I was reading Seth Godin the other morning, and one line stopped me cold:
"It takes about 900,000 minutes to become a board-certified dermatologist. At that point, you might be very skilled and well-informed. It takes less than nine minutes to make your patient feel seen, understood and reassured. If you skip the 9 minutes, you wasted the 900,000."

As someone who thinks about workplace development, I immediately wondered: Does this apply to employee training? Are we investing thousands of minutes in programs while missing the crucial moments that actually matter?
The Numbers Don't Lie (But They Don't Tell the Whole Story Either)
I asked Perplexity to dig into the data, and here's what came back:
The average employee receives 47 hours of training per year—that's 2,820 minutes. Compliance training alone eats up over 5 hours annually. Organizations pour resources into LMS platforms, course design, instructor time, and lost productivity during training sessions.
But here's the uncomfortable question: How much of that investment actually lands?
The Training Paradox
The research Perplexity surfaced points to something fascinating: the effectiveness of training often hinges on how relevant and engaging those moments are for the learner. Not the total hours. Not the production value of the videos. Not even the comprehensiveness of the content.
It's the moments when employees feel the training is for them—personally meaningful, directly applicable, genuinely valuable.
One source put it perfectly: "Training sessions are vital to the learning process, but they are only one step in the learning process and this should never be forgotten."
We've mistaken the delivery mechanism for the transformation.
Reframing the Equation
Here's my attempt at a training equivalent to Godin's dermatology stat:
"You might spend 2,820 minutes training employees each year, but it only takes a few minutes to make them feel that training is meaningful and personally relevant. If you skip those crucial moments, the rest loses its value."
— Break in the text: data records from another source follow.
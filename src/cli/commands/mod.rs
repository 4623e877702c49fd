//! Command handlers and the services they share

use anyhow::{Context, Result};
use compute_cli::api::{HttpTaskClient, PollingConfig, SessionManager, build_http_client};
use compute_cli::config::Config;
use std::sync::Arc;

mod login;
mod track;
mod wait;

pub use login::{LoginArgs, login_command};
pub use track::{TrackArgs, track_command};
pub use wait::{WaitArgs, wait_command};

/// Session, task client and polling defaults built once from the config
pub struct Services {
    pub session: Arc<SessionManager>,
    pub client: Arc<HttpTaskClient>,
    pub polling: PollingConfig,
}

impl Services {
    pub fn from_config(config: &Config) -> Result<Self> {
        let identity = config.identity()?;
        let http_client = build_http_client(config.request_timeout())
            .context("Failed to build HTTP client")?;

        let session = Arc::new(
            SessionManager::oidc(identity, http_client.clone())
                .with_static_headers(config.api.headers.clone()),
        );
        let client = Arc::new(HttpTaskClient::new(
            config.api_url()?,
            http_client,
            session.clone(),
        ));

        Ok(Self {
            session,
            client,
            polling: config.polling(),
        })
    }
}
Think about your last training experience. What do you actually remember? Probably not the 45-minute module on data security protocols. More likely, it's:
- The moment your manager explained why this skill matters for your specific role
- The 3-minute conversation with a colleague about how they applied the training
- The quick acknowledgment that you're making progress
- The brief check-in asking what you actually need to learn next
Those micro-moments—the training equivalent of making a patient feel seen—are where the real ROI lives.
What the Data Shows About Those "9 Minutes"
The research on microlearning backs this up. Short, personalized learning experiences dramatically boost engagement and retention. Not because they replace comprehensive training, but because they create those connection points that make everything else stick.
Employees engage most with learning when:
- It feels relevant to their immediate challenges
- They feel ownership over their development path
- Someone takes a moment to connect the dots for them
We're so focused on building the 2,820 minutes that we forget to design for the moments that make those minutes matter.
The Question That Haunts Me
How much of corporate training is the equivalent of a dermatologist who's brilliant at diagnosis but never makes eye contact?
We've built elaborate learning ecosystems—LMS platforms, competency frameworks, certification programs, quarterly training calendars. We measure completion rates and quiz scores. We invest in production quality and instructional design.
But are we designing for the moments when someone feels seen as a learner?
The moments when training shifts from something happening to them to something that's for them?
What This Means for Tomorrow's Training
I don't have this figured out. But Godin's observation—and the parallel in training data—suggests we might need to flip our priorities.
What if we spent less energy adding more content and more energy engineering those crucial connection moments? What if onboarding focused less on information transfer and more on making new hires feel understood? What if manager training included specific practices for those 3-minute conversations that make learning stick?
The 2,820 minutes matter. The expertise we're building matters.
But if we skip the moments that make employees feel the training is meaningful, personally relevant, and designed for their success—we might be wasting all of it.
What are the "9 minutes" in your training programs? The moments where learners feel truly seen? I'd love to hear your thoughts.